Research Paper Volume 15, Issue 12 pp 5514—5534

Figure 1. Culture and identification of hucMSCs. (A) Morphological observation of hucMSCs at different times. After 12 days of primary cultivation, cells developed around the tissue block. Zero generation of hucMSCs. Third generation of hucMSCs.
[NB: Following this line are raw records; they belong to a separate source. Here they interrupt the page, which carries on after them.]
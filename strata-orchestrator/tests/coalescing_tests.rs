//! Requests sharing one computation: shared outcomes, per-request
//! cancellation and admission ahead of the in-flight claim.

mod test_support;

use serde_json::json;
use std::sync::Arc;
use std::time::Duration;
use strata_core::{Capability, ErrorKind, Permission, Request, RequestStatus, Response, Role};
use strata_orchestrator::Orchestrator;
use strata_test_utils::assertions::{assert_completed, assert_error, assert_retryable_rejection};
use strata_test_utils::MockExecutor;
use test_support::{fast_config, start_orchestrator, wait_until};
use tokio::task::JoinHandle;

fn forecast(caller: &str, symbol: &str) -> Request {
    Request::new(caller, Role::Analyst, "forecast").with_param("symbol", json!(symbol))
}

fn forecaster(latency: Duration) -> Arc<MockExecutor> {
    Arc::new(
        MockExecutor::new("forecaster")
            .with_capability("forecast", Permission::ReadOnly)
            .with_latency(latency),
    )
}

fn spawn_submit(orchestrator: &Arc<Orchestrator>, request: Request) -> JoinHandle<Response> {
    let orchestrator = Arc::clone(orchestrator);
    tokio::spawn(async move { orchestrator.submit(request).await })
}

fn spawn_identical(orchestrator: &Arc<Orchestrator>, count: usize, action: &str) -> Vec<JoinHandle<Response>> {
    (0..count)
        .map(|n| spawn_submit(orchestrator, Request::new(format!("caller-{}", n), Role::Analyst, action)))
        .collect()
}

// ============================================================================
// SHARED OUTCOMES
// ============================================================================

#[tokio::test]
async fn failed_computation_fails_every_waiter_once() {
    let agent = Arc::new(
        MockExecutor::new("fragile")
            .with_capability("compute", Permission::ReadOnly)
            .failing("boom")
            .with_latency(Duration::from_millis(150)),
    );
    let orchestrator = start_orchestrator(fast_config(), &[agent.clone()]);

    for handle in spawn_identical(&orchestrator, 10, "compute") {
        let response = handle.await.unwrap();
        assert_error(&response, RequestStatus::Failed, ErrorKind::ExecutionError);
    }

    assert_eq!(agent.invocations(), 1);
    assert_eq!(orchestrator.breaker("fragile").unwrap().failure_count(), 1);
    let metrics = orchestrator.metrics();
    assert_eq!(metrics.failed, 10);
    assert_eq!(metrics.coalesced, 9);
    assert_eq!(metrics.executions, 1);
    assert_eq!(orchestrator.in_flight_keys(), 0);

    orchestrator.shutdown().await;
}

#[tokio::test]
async fn timed_out_computation_times_out_every_waiter_once() {
    let capability = Capability::new("quick", "sluggish", Permission::ReadExecute).with_estimated_duration_ms(10);
    let agent = Arc::new(
        MockExecutor::new("sluggish")
            .with_declared(capability)
            .with_latency(Duration::from_secs(2)),
    );
    let orchestrator = start_orchestrator(fast_config(), &[agent.clone()]);

    let started = std::time::Instant::now();
    for handle in spawn_identical(&orchestrator, 10, "quick") {
        let response = handle.await.unwrap();
        assert_error(&response, RequestStatus::TimedOut, ErrorKind::TimedOut);
    }

    assert!(started.elapsed() < Duration::from_secs(1));
    assert_eq!(agent.invocations(), 1);
    assert_eq!(orchestrator.breaker("sluggish").unwrap().failure_count(), 1);
    assert_eq!(orchestrator.metrics().timed_out, 10);
    assert_eq!(orchestrator.in_flight_keys(), 0);

    orchestrator.shutdown().await;
}

// ============================================================================
// ADMISSION
// ============================================================================

#[tokio::test]
async fn exhausted_caller_cannot_join_another_callers_computation() {
    let agent = forecaster(Duration::from_millis(300));
    let orchestrator = start_orchestrator(fast_config().with_rate_limit(1, 1), &[agent.clone()]);

    // Bob spends his only token on a different key.
    assert_completed(&orchestrator.submit(forecast("bob", "OTHER")).await);

    let alice = spawn_submit(&orchestrator, forecast("alice", "ACME"));
    assert!(wait_until(Duration::from_secs(2), || agent.running() == 1).await);

    let bob = orchestrator.submit(forecast("bob", "ACME")).await;
    assert_retryable_rejection(&bob, ErrorKind::RateLimited);
    assert_eq!(orchestrator.metrics().coalesced, 0);

    assert_completed(&alice.await.unwrap());
    assert_eq!(agent.invocations(), 2);

    // Cached results do not spend tokens.
    let cached = orchestrator.submit(forecast("bob", "ACME")).await;
    assert_completed(&cached);
    assert!(cached.cache_hit);

    orchestrator.shutdown().await;
}

// ============================================================================
// CANCELLATION
// ============================================================================

#[tokio::test]
async fn cancelling_a_follower_leaves_the_leader_running() {
    let agent = forecaster(Duration::from_millis(300));
    let orchestrator = start_orchestrator(fast_config(), &[agent.clone()]);

    let alice = spawn_submit(&orchestrator, forecast("alice", "ACME"));
    assert!(wait_until(Duration::from_secs(2), || agent.running() == 1).await);

    let bob_request = forecast("bob", "ACME");
    let bob_id = bob_request.id;
    let bob = spawn_submit(&orchestrator, bob_request);
    assert!(wait_until(Duration::from_secs(2), || orchestrator.metrics().coalesced == 1).await);
    assert_eq!(orchestrator.active_requests(), 2);

    assert!(orchestrator.cancel(bob_id));
    assert_error(&bob.await.unwrap(), RequestStatus::Cancelled, ErrorKind::Cancelled);

    assert_completed(&alice.await.unwrap());
    assert_eq!(agent.invocations(), 1);
    assert_eq!(agent.cancellations(), 0);
    assert_eq!(orchestrator.breaker("forecaster").unwrap().failure_count(), 0);

    orchestrator.shutdown().await;
}

#[tokio::test]
async fn cancelling_the_leader_leaves_followers_waiting() {
    let agent = forecaster(Duration::from_millis(300));
    let orchestrator = start_orchestrator(fast_config(), &[agent.clone()]);

    let alice_request = forecast("alice", "ACME");
    let alice_id = alice_request.id;
    let alice = spawn_submit(&orchestrator, alice_request);
    assert!(wait_until(Duration::from_secs(2), || agent.running() == 1).await);

    let bob = spawn_submit(&orchestrator, forecast("bob", "ACME"));
    assert!(wait_until(Duration::from_secs(2), || orchestrator.metrics().coalesced == 1).await);

    assert!(orchestrator.cancel(alice_id));
    assert_error(&alice.await.unwrap(), RequestStatus::Cancelled, ErrorKind::Cancelled);

    assert_completed(&bob.await.unwrap());
    assert_eq!(agent.invocations(), 1);
    assert_eq!(agent.cancellations(), 0);

    // The surviving result was cached for later callers.
    let later = orchestrator.submit(forecast("carol", "ACME")).await;
    assert_completed(&later);
    assert!(later.cache_hit);

    orchestrator.shutdown().await;
}

#[tokio::test]
async fn computation_stops_when_every_waiter_cancels() {
    let agent = forecaster(Duration::from_secs(5));
    let orchestrator = start_orchestrator(fast_config(), &[agent.clone()]);

    let alice_request = forecast("alice", "ACME");
    let alice_id = alice_request.id;
    let alice = spawn_submit(&orchestrator, alice_request);
    assert!(wait_until(Duration::from_secs(2), || agent.running() == 1).await);

    let bob_request = forecast("bob", "ACME");
    let bob_id = bob_request.id;
    let bob = spawn_submit(&orchestrator, bob_request);
    assert!(wait_until(Duration::from_secs(2), || orchestrator.metrics().coalesced == 1).await);

    assert!(orchestrator.cancel(alice_id));
    assert_error(&alice.await.unwrap(), RequestStatus::Cancelled, ErrorKind::Cancelled);
    assert_eq!(agent.running(), 1);

    assert!(orchestrator.cancel(bob_id));
    assert_error(&bob.await.unwrap(), RequestStatus::Cancelled, ErrorKind::Cancelled);
    assert!(wait_until(Duration::from_secs(1), || agent.running() == 0).await);
    assert_eq!(orchestrator.in_flight_keys(), 0);
    assert_eq!(orchestrator.breaker("forecaster").unwrap().failure_count(), 0);

    // The key is free again: the next request starts a fresh computation.
    agent.set_latency(Duration::ZERO);
    let retry = orchestrator.submit(forecast("carol", "ACME")).await;
    assert_completed(&retry);
    assert!(!retry.cache_hit);
    assert_eq!(agent.invocations(), 2);

    orchestrator.shutdown().await;
}

#[tokio::test]
async fn shutdown_cancels_leaders_and_followers() {
    let agent = forecaster(Duration::from_secs(5));
    let orchestrator = start_orchestrator(fast_config(), &[agent.clone()]);

    let handles: Vec<_> = ["alice", "bob", "carol"]
        .iter()
        .map(|caller| spawn_submit(&orchestrator, forecast(caller, "ACME")))
        .collect();
    assert!(wait_until(Duration::from_secs(2), || orchestrator.metrics().coalesced == 2).await);

    orchestrator.shutdown().await;
    for handle in handles {
        assert_error(&handle.await.unwrap(), RequestStatus::Cancelled, ErrorKind::Cancelled);
    }
    assert_eq!(agent.running(), 0);
    assert_eq!(orchestrator.active_requests(), 0);
}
Sixth generation of hucMSCs. (B) Growth curve of the third generation of hucMSCs showing their excellent growth as recorded by an IncuCyte S3 instrument. (C) Flow cytometry indicated that the positive rate was 100% for CD73, 99.90% for CD90, and 99.70% for CD44. The positive rate was 0.6% for CD34, 1.9% for CD45, and 0.8% for HLA-DR. (D) After 14 days of osteogenic induction, a positive reaction was noted between calcium nodus alizarin red stain and the osteogenic inducer. (E) After 28 days of adipogenic induction, fat droplets of verified size were positive for oil red O staining. (F) Images of cell membrane fluorescent probe revealing that hucMSCs were retained in the lungs. Mice injected with serum-free medium were used as sham. Mice injected with hucMSCs without fluorescent labeling were used as NC-1 to prove the absence of biological autofluorescence. Mice injected with human kidney 2 (HK-2) cells with labeled fluorescence were used as NC-2 to prove the absence of fluorescence dye leakage.